§ TASK PROMPT: Do any lines in the data below contain "HttpStatus"? If so, copy every one of them.

§ EXCERPTED DATA:
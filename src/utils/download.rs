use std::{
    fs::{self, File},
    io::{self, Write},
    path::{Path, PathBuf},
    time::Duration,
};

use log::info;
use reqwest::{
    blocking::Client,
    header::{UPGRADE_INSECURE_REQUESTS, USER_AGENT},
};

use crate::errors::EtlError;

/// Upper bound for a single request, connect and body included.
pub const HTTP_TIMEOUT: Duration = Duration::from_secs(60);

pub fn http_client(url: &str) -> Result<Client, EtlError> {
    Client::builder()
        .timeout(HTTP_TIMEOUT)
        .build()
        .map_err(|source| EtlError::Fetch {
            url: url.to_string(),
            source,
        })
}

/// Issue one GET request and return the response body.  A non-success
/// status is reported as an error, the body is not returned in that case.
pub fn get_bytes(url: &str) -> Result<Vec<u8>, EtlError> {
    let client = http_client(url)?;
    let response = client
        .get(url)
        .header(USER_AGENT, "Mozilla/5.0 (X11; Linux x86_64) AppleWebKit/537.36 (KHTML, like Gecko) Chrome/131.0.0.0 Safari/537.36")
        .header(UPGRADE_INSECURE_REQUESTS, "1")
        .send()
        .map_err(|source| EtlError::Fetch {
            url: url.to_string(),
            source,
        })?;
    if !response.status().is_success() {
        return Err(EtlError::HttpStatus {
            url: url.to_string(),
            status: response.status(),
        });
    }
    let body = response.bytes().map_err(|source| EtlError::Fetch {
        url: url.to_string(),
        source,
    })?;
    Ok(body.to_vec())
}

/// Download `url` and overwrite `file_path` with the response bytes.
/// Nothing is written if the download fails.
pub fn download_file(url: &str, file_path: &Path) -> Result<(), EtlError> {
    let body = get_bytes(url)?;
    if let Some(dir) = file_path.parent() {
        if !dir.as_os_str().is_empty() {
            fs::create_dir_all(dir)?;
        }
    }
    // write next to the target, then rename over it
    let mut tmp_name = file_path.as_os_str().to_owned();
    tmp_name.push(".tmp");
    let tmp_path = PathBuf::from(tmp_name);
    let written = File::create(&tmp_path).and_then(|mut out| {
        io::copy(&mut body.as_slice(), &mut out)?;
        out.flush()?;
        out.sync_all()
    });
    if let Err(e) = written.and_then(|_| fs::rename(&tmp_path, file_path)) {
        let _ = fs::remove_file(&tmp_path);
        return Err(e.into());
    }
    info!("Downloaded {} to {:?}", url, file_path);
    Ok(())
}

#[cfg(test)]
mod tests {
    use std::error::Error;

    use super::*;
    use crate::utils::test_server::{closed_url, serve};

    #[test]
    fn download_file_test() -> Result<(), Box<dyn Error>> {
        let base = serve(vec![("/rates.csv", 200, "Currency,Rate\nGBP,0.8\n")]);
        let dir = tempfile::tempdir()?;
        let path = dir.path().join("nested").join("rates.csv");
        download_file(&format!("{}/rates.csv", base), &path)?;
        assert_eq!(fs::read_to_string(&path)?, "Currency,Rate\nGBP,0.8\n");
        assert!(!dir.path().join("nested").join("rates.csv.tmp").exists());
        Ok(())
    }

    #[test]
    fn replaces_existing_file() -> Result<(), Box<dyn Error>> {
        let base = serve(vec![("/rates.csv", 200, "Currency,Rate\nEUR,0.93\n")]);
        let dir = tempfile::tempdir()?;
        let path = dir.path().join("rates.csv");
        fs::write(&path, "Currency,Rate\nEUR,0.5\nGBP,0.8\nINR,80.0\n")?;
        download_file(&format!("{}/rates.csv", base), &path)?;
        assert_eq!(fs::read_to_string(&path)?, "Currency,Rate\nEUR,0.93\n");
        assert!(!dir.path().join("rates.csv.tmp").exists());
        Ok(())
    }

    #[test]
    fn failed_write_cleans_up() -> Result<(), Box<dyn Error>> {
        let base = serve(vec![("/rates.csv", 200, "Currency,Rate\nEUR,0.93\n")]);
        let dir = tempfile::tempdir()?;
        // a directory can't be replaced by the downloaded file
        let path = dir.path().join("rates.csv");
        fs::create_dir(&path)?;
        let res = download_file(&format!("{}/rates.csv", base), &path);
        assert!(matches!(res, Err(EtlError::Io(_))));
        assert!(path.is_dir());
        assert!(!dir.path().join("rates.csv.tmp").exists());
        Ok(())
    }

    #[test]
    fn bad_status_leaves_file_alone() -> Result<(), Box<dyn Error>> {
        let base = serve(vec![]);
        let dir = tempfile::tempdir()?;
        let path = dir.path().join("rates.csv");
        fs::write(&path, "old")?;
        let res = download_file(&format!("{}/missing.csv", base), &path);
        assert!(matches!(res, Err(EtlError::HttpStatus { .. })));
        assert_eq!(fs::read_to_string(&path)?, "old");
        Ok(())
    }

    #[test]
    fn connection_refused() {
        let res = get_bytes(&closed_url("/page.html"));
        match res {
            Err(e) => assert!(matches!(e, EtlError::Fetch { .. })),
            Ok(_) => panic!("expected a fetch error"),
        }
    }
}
--
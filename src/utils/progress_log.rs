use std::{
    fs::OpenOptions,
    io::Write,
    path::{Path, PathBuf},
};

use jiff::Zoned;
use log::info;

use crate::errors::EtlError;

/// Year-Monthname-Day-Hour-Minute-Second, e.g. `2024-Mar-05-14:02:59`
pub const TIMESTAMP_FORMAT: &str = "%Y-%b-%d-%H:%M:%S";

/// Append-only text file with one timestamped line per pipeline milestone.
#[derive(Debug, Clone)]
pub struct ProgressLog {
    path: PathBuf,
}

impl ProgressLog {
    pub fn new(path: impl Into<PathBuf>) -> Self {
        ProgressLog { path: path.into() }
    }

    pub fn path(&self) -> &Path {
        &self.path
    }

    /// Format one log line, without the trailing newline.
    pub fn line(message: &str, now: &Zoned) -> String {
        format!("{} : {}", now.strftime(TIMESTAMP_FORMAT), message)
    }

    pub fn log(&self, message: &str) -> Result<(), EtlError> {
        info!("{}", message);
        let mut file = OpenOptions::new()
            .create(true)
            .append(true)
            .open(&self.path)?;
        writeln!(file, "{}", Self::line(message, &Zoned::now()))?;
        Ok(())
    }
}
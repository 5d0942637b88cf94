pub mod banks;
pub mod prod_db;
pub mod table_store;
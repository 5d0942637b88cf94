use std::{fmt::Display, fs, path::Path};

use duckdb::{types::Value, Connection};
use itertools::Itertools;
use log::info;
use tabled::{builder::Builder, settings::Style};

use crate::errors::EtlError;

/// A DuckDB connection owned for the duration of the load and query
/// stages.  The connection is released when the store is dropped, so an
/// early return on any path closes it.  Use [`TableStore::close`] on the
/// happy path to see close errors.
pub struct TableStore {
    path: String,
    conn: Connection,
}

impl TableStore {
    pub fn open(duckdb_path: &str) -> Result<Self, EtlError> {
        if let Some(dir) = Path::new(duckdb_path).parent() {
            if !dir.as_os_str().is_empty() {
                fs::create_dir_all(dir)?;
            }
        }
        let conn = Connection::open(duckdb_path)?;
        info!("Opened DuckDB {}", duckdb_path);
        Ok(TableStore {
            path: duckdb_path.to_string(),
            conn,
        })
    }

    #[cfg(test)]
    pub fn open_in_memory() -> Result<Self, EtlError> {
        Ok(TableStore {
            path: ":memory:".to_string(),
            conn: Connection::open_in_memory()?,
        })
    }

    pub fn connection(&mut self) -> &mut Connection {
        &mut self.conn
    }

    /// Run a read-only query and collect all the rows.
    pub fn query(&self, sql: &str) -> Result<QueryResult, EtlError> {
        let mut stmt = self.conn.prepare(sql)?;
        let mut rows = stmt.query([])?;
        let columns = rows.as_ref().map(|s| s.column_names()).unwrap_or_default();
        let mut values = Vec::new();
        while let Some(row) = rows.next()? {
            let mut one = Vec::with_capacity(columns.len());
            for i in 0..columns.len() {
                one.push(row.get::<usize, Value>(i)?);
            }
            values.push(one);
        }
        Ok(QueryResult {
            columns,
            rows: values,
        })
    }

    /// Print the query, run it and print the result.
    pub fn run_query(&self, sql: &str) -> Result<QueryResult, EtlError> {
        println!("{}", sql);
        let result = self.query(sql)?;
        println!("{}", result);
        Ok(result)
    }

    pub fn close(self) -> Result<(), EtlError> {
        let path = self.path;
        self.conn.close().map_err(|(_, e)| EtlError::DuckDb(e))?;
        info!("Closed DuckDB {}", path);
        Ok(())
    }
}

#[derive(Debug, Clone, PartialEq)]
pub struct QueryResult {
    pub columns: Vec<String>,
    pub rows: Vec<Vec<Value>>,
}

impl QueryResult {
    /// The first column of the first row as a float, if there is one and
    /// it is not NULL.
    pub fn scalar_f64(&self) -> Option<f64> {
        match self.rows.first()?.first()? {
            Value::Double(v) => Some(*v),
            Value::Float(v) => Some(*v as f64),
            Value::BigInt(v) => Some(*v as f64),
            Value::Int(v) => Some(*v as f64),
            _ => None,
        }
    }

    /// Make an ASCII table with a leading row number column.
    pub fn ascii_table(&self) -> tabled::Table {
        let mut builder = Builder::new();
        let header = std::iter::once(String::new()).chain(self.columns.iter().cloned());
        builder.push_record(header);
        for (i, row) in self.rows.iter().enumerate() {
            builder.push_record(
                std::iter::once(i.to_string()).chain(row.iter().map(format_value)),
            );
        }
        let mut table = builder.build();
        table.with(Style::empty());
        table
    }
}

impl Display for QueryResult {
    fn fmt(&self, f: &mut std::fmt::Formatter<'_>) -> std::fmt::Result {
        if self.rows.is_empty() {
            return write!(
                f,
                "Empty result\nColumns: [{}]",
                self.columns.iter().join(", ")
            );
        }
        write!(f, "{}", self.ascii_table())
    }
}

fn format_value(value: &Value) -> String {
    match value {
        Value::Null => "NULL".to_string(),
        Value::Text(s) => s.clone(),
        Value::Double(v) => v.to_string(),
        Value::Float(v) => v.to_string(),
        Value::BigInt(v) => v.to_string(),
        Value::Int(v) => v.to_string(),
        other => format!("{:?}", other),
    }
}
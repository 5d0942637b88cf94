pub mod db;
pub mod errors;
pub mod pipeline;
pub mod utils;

§ SOLUTION FOR THIS TASK:
        return Err(EtlError::HttpStatus {
        assert!(matches!(res, Err(EtlError::HttpStatus { .. })));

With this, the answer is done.